SubStr routine

SubStr routine

am 28.10.2004 16:15:53 von Mailing Lists

Hello,

Can anybody think of a more elegant way of doing the following:

my $longartist = qq~rolling stones, the (mick jagger and ronnie
wood)~;
my $shortartist;
my $x = 0;
foreach my $character (split(//, $longartist)) {
if ($character =~ /[A-Za-z0-9]/) {
$x++;
}
$shortartist .= $character;
last if ($x == 30);
}


What I'm trying to achieve is a string that is truncated to the point where
30 [A-Za-z0-9] characters have been counted.

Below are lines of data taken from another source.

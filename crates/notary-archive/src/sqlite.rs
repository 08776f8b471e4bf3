use std::path::Path;
use std::sync::{Mutex, MutexGuard};

use chrono::{DateTime, SecondsFormat, Utc};
use notary_types::{
    ArchiveEntry, ArchiveStats, Fingerprint, Identifier, NewArchiveEntry, NewVerification,
    Timestamp, VerificationEntry,
};
use rusqlite::{params, Connection, ErrorCode, OptionalExtension, Row};
use tracing::{debug, info};

use crate::error::{ArchiveError, ArchiveResult, UniqueKey};
use crate::traits::ArchiveStore;

const SCHEMA: &str = r#"
PRAGMA foreign_keys = ON;

-- Owned by the identity layer; the notary only consumes usernames as actors.
CREATE TABLE IF NOT EXISTS users (
    id INTEGER PRIMARY KEY AUTOINCREMENT,
    username TEXT UNIQUE NOT NULL,
    password_hash TEXT NOT NULL
);

CREATE TABLE IF NOT EXISTS archives (
    id INTEGER PRIMARY KEY AUTOINCREMENT,
    filename TEXT NOT NULL,
    fingerprint TEXT UNIQUE NOT NULL,
    identifier TEXT UNIQUE NOT NULL,
    submitted_at TEXT NOT NULL,
    size_bytes INTEGER NOT NULL,
    file_type TEXT NOT NULL,
    submitted_by TEXT NOT NULL
);

CREATE INDEX IF NOT EXISTS idx_archives_submitted_at ON archives(submitted_at);

CREATE TABLE IF NOT EXISTS verifications (
    id INTEGER PRIMARY KEY AUTOINCREMENT,
    archive_id INTEGER REFERENCES archives(id),
    identifier TEXT NOT NULL,
    outcome INTEGER NOT NULL,
    computed_fingerprint TEXT NOT NULL,
    verified_by TEXT NOT NULL,
    verified_at TEXT NOT NULL
);

CREATE INDEX IF NOT EXISTS idx_verifications_archive ON verifications(archive_id);
"#;

const ARCHIVE_COLUMNS: &str =
    "id, filename, fingerprint, identifier, submitted_at, size_bytes, file_type, submitted_by";

const VERIFICATION_COLUMNS: &str =
    "id, archive_id, identifier, outcome, computed_fingerprint, verified_by, verified_at";

/// SQLite-backed archive store.
///
/// A single connection behind a `Mutex` serializes access; every statement
/// runs in SQLite's implicit per-statement transaction, so inserts are
/// atomic and uniqueness is enforced by the `UNIQUE` columns.
pub struct SqliteArchiveStore {
    conn: Mutex<Connection>,
}

impl SqliteArchiveStore {
    /// Open or create a database file and run migrations.
    pub fn open(path: &Path) -> ArchiveResult<Self> {
        if let Some(parent) = path.parent() {
            std::fs::create_dir_all(parent)
                .map_err(|e| ArchiveError::Unavailable(e.to_string()))?;
        }
        let store = Self::from_connection(Connection::open(path)?)?;
        info!(path = %path.display(), "archive database opened");
        Ok(store)
    }

    /// A private in-memory database, mostly for tests.
    pub fn open_in_memory() -> ArchiveResult<Self> {
        Self::from_connection(Connection::open_in_memory()?)
    }

    fn from_connection(conn: Connection) -> ArchiveResult<Self> {
        conn.execute_batch(SCHEMA)?;
        Ok(Self {
            conn: Mutex::new(conn),
        })
    }

    fn conn(&self) -> ArchiveResult<MutexGuard<'_, Connection>> {
        self.conn
            .lock()
            .map_err(|_| ArchiveError::Unavailable("archive connection mutex poisoned".into()))
    }

    fn find_archive_where(
        &self,
        column: &str,
        value: &str,
    ) -> ArchiveResult<Option<ArchiveEntry>> {
        let conn = self.conn()?;
        let sql = format!("SELECT {ARCHIVE_COLUMNS} FROM archives WHERE {column} = ?1");
        let raw = conn
            .query_row(&sql, params![value], RawArchive::from_row)
            .optional()?;
        raw.map(RawArchive::decode).transpose()
    }
}

impl ArchiveStore for SqliteArchiveStore {
    fn insert(&self, entry: NewArchiveEntry) -> ArchiveResult<ArchiveEntry> {
        let size = i64::try_from(entry.size_bytes)
            .map_err(|_| ArchiveError::Corrupt(format!("size {} out of range", entry.size_bytes)))?;

        let conn = self.conn()?;
        conn.execute(
            "INSERT INTO archives (filename, fingerprint, identifier, submitted_at, size_bytes, file_type, submitted_by)
             VALUES (?1, ?2, ?3, ?4, ?5, ?6, ?7)",
            params![
                entry.filename,
                entry.fingerprint.to_hex(),
                entry.identifier.as_str(),
                encode_time(&entry.submitted_at),
                size,
                entry.file_type,
                entry.submitted_by,
            ],
        )
        .map_err(classify_constraint)?;

        let stored = entry.with_id(conn.last_insert_rowid());
        debug!(archive_id = stored.id, identifier = %stored.identifier, "archive row inserted");
        Ok(stored)
    }

    fn find_by_identifier(&self, identifier: &Identifier) -> ArchiveResult<Option<ArchiveEntry>> {
        self.find_archive_where("identifier", identifier.as_str())
    }

    fn find_by_fingerprint(&self, fingerprint: &Fingerprint) -> ArchiveResult<Option<ArchiveEntry>> {
        self.find_archive_where("fingerprint", &fingerprint.to_hex())
    }

    fn list_all(&self) -> ArchiveResult<Vec<ArchiveEntry>> {
        let conn = self.conn()?;
        let mut stmt = conn.prepare(&format!(
            "SELECT {ARCHIVE_COLUMNS} FROM archives ORDER BY submitted_at DESC, id DESC"
        ))?;
        let raws = stmt
            .query_map([], RawArchive::from_row)?
            .collect::<Result<Vec<_>, _>>()?;
        raws.into_iter().map(RawArchive::decode).collect()
    }

    fn record_verification(
        &self,
        verification: NewVerification,
    ) -> ArchiveResult<VerificationEntry> {
        let conn = self.conn()?;
        conn.execute(
            "INSERT INTO verifications (archive_id, identifier, outcome, computed_fingerprint, verified_by, verified_at)
             VALUES (?1, ?2, ?3, ?4, ?5, ?6)",
            params![
                verification.archive_entry_id,
                verification.identifier.as_str(),
                verification.outcome,
                verification.computed_fingerprint.to_hex(),
                verification.verified_by,
                encode_time(&verification.verified_at),
            ],
        )
        .map_err(|e| match (is_constraint(&e), verification.archive_entry_id) {
            (true, Some(archive_id)) => ArchiveError::UnknownArchive(archive_id),
            _ => e.into(),
        })?;

        Ok(verification.with_id(conn.last_insert_rowid()))
    }

    fn verifications_for(&self, archive_id: i64) -> ArchiveResult<Vec<VerificationEntry>> {
        let conn = self.conn()?;
        let mut stmt = conn.prepare(&format!(
            "SELECT {VERIFICATION_COLUMNS} FROM verifications WHERE archive_id = ?1 ORDER BY id ASC"
        ))?;
        let raws = stmt
            .query_map(params![archive_id], RawVerification::from_row)?
            .collect::<Result<Vec<_>, _>>()?;
        raws.into_iter().map(RawVerification::decode).collect()
    }

    fn stats(&self) -> ArchiveResult<ArchiveStats> {
        let conn = self.conn()?;
        let count = |sql: &str| -> ArchiveResult<u64> {
            let n: i64 = conn.query_row(sql, [], |r| r.get(0))?;
            Ok(n.max(0) as u64)
        };
        Ok(ArchiveStats {
            total_archived: count("SELECT COUNT(*) FROM archives")?,
            total_verifications: count("SELECT COUNT(*) FROM verifications")?,
            successful_verifications: count(
                "SELECT COUNT(*) FROM verifications WHERE outcome = 1",
            )?,
        })
    }
}

impl std::fmt::Debug for SqliteArchiveStore {
    fn fmt(&self, f: &mut std::fmt::Formatter<'_>) -> std::fmt::Result {
        f.debug_struct("SqliteArchiveStore").finish_non_exhaustive()
    }
}

/// Columns as SQLite hands them back, before domain decoding.
struct RawArchive {
    id: i64,
    filename: String,
    fingerprint: String,
    identifier: String,
    submitted_at: String,
    size_bytes: i64,
    file_type: String,
    submitted_by: String,
}

impl RawArchive {
    fn from_row(r: &Row<'_>) -> rusqlite::Result<Self> {
        Ok(Self {
            id: r.get(0)?,
            filename: r.get(1)?,
            fingerprint: r.get(2)?,
            identifier: r.get(3)?,
            submitted_at: r.get(4)?,
            size_bytes: r.get(5)?,
            file_type: r.get(6)?,
            submitted_by: r.get(7)?,
        })
    }

    fn decode(self) -> ArchiveResult<ArchiveEntry> {
        Ok(ArchiveEntry {
            id: self.id,
            filename: self.filename,
            fingerprint: decode_fingerprint(&self.fingerprint)?,
            identifier: decode_identifier(self.identifier)?,
            submitted_at: decode_time(&self.submitted_at)?,
            size_bytes: u64::try_from(self.size_bytes)
                .map_err(|_| ArchiveError::Corrupt(format!("negative size {}", self.size_bytes)))?,
            file_type: self.file_type,
            submitted_by: self.submitted_by,
        })
    }
}

struct RawVerification {
    id: i64,
    archive_id: Option<i64>,
    identifier: String,
    outcome: bool,
    computed_fingerprint: String,
    verified_by: String,
    verified_at: String,
}

impl RawVerification {
    fn from_row(r: &Row<'_>) -> rusqlite::Result<Self> {
        Ok(Self {
            id: r.get(0)?,
            archive_id: r.get(1)?,
            identifier: r.get(2)?,
            outcome: r.get(3)?,
            computed_fingerprint: r.get(4)?,
            verified_by: r.get(5)?,
            verified_at: r.get(6)?,
        })
    }

    fn decode(self) -> ArchiveResult<VerificationEntry> {
        Ok(VerificationEntry {
            id: self.id,
            archive_entry_id: self.archive_id,
            identifier: decode_identifier(self.identifier)?,
            outcome: self.outcome,
            computed_fingerprint: decode_fingerprint(&self.computed_fingerprint)?,
            verified_by: self.verified_by,
            verified_at: decode_time(&self.verified_at)?,
        })
    }
}

/// Fixed-width RFC 3339 so lexical order in SQL equals time order.
fn encode_time(ts: &Timestamp) -> String {
    ts.to_rfc3339_opts(SecondsFormat::Millis, true)
}

fn decode_time(s: &str) -> ArchiveResult<Timestamp> {
    DateTime::parse_from_rfc3339(s)
        .map(|t| t.with_timezone(&Utc))
        .map_err(|e| ArchiveError::Corrupt(format!("timestamp {s:?}: {e}")))
}

fn decode_fingerprint(s: &str) -> ArchiveResult<Fingerprint> {
    Fingerprint::from_hex(s).map_err(|e| ArchiveError::Corrupt(format!("fingerprint: {e}")))
}

fn decode_identifier(s: String) -> ArchiveResult<Identifier> {
    Identifier::new(s).map_err(|e| ArchiveError::Corrupt(e.to_string()))
}

fn is_constraint(e: &rusqlite::Error) -> bool {
    matches!(
        e,
        rusqlite::Error::SqliteFailure(err, _) if err.code == ErrorCode::ConstraintViolation
    )
}

/// Map a failed archive insert to the violated unique key, if any.
fn classify_constraint(e: rusqlite::Error) -> ArchiveError {
    if let rusqlite::Error::SqliteFailure(err, Some(message)) = &e {
        if err.code == ErrorCode::ConstraintViolation {
            if message.contains("archives.fingerprint") {
                return ArchiveError::DuplicateKey(UniqueKey::Fingerprint);
            }
            if message.contains("archives.identifier") {
                return ArchiveError::DuplicateKey(UniqueKey::Identifier);
            }
        }
    }
    e.into()
}

#[cfg(test)]
mod tests {
    use super::*;
    use crate::conformance;

    fn store() -> SqliteArchiveStore {
        SqliteArchiveStore::open_in_memory().unwrap()
    }

    #[test]
    fn insert_and_find() {
        conformance::insert_and_find(&store());
    }

    #[test]
    fn duplicate_fingerprint_rejected() {
        conformance::duplicate_fingerprint_rejected(&store());
    }

    #[test]
    fn duplicate_identifier_rejected() {
        conformance::duplicate_identifier_rejected(&store());
    }

    #[test]
    fn list_is_newest_first() {
        conformance::list_is_newest_first(&store());
    }

    #[test]
    fn verifications_and_stats() {
        conformance::verifications_and_stats(&store());
    }

    #[test]
    fn unlinked_verification_is_counted() {
        conformance::unlinked_verification_is_counted(&store());
    }

    #[test]
    fn verification_for_unknown_archive_rejected() {
        conformance::verification_for_unknown_archive_rejected(&store());
    }

    #[test]
    fn concurrent_inserts_keep_indexes_consistent() {
        conformance::concurrent_inserts(std::sync::Arc::new(store()));
    }

    #[test]
    fn rows_survive_reopen() {
        let dir = tempfile::tempdir().unwrap();
        let path = dir.path().join("archive.db");

        let stored = {
            let store = SqliteArchiveStore::open(&path).unwrap();
            store.insert(conformance::entry(7, 0)).unwrap()
        };

        let store = SqliteArchiveStore::open(&path).unwrap();
        let found = store.find_by_identifier(&stored.identifier).unwrap().unwrap();
        assert_eq!(found, stored);
        assert_eq!(store.stats().unwrap().total_archived, 1);
    }

    #[test]
    fn timestamps_round_trip_at_millisecond_precision() {
        let store = store();
        let mut entry = conformance::entry(1, 0);
        entry.submitted_at = conformance::at(0) + chrono::Duration::milliseconds(123);
        let stored = store.insert(entry).unwrap();
        let found = store
            .find_by_fingerprint(&stored.fingerprint)
            .unwrap()
            .unwrap();
        assert_eq!(found.submitted_at, stored.submitted_at);
    }

    #[test]
    fn schema_has_three_tables() {
        let store = store();
        let conn = store.conn().unwrap();
        let mut names: Vec<String> = conn
            .prepare("SELECT name FROM sqlite_master WHERE type = 'table' AND name NOT LIKE 'sqlite_%'")
            .unwrap()
            .query_map([], |r| r.get(0))
            .unwrap()
            .collect::<Result<_, _>>()
            .unwrap();
        names.sort();
        assert_eq!(names, ["archives", "users", "verifications"]);
    }
}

So in the above example the result would be:

rolling stones, the (mick jagger and r



Thanks in advance for any ideas!

Martyn

Re: SubStr routine

am 28.10.2004 17:47:13 von Gunnar Hjalmarsson

Martyn Wendon wrote:
> Can anybody think of a more elegant way of doing the following:
>
> my $longartist = qq~rolling stones, the (mick jagger and ronnie
> wood)~;
> my $shortartist;
> my $x = 0;
> foreach my $character (split(//, $longartist)) {
> if ($character =~ /[A-Za-z0-9]/) {
> $x++;
> }
> $shortartist .= $character;
> last if ($x == 30);
> }
>
>
> What I'm trying to achieve is a string that is truncated to the point where
> 30 [A-Za-z0-9] characters have been counted.
>
> So in the above example the result would be:
>
> rolling stones, the (mick jagger and r

perldoc -f substr

--
Gunnar Hjalmarsson
Email: http://www.gunnar.cc/cgi-bin/contact.pl

Re: SubStr routine

am 28.10.2004 19:31:25 von Mailing Lists

thanks, I know how to use substr, but that doesn't achieve what I want


"Gunnar Hjalmarsson" wrote in message
news:2uciqmF277iccU3@uni-berlin.de...
Martyn Wendon wrote:
> Can anybody think of a more elegant way of doing the following:
>
> my $longartist = qq~rolling stones, the (mick jagger and ronnie
> wood)~;
> my $shortartist;
> my $x = 0;
> foreach my $character (split(//, $longartist)) {
> if ($character =~ /[A-Za-z0-9]/) {
> $x++;
> }
> $shortartist .= $character;
> last if ($x == 30);
> }
>
>
> What I'm trying to achieve is a string that is truncated to the point
where
> 30 [A-Za-z0-9] characters have been counted.
>
> So in the above example the result would be:
>
> rolling stones, the (mick jagger and r

perldoc -f substr

--
Gunnar Hjalmarsson
Email: http://www.gunnar.cc/cgi-bin/contact.pl

Re: SubStr routine

am 28.10.2004 20:17:45 von Gunnar Hjalmarsson

Martyn Wendon wrote:
> thanks, I know how to use substr, but that doesn't achieve what I
> want

Sorry, didn't read your question carefully enough...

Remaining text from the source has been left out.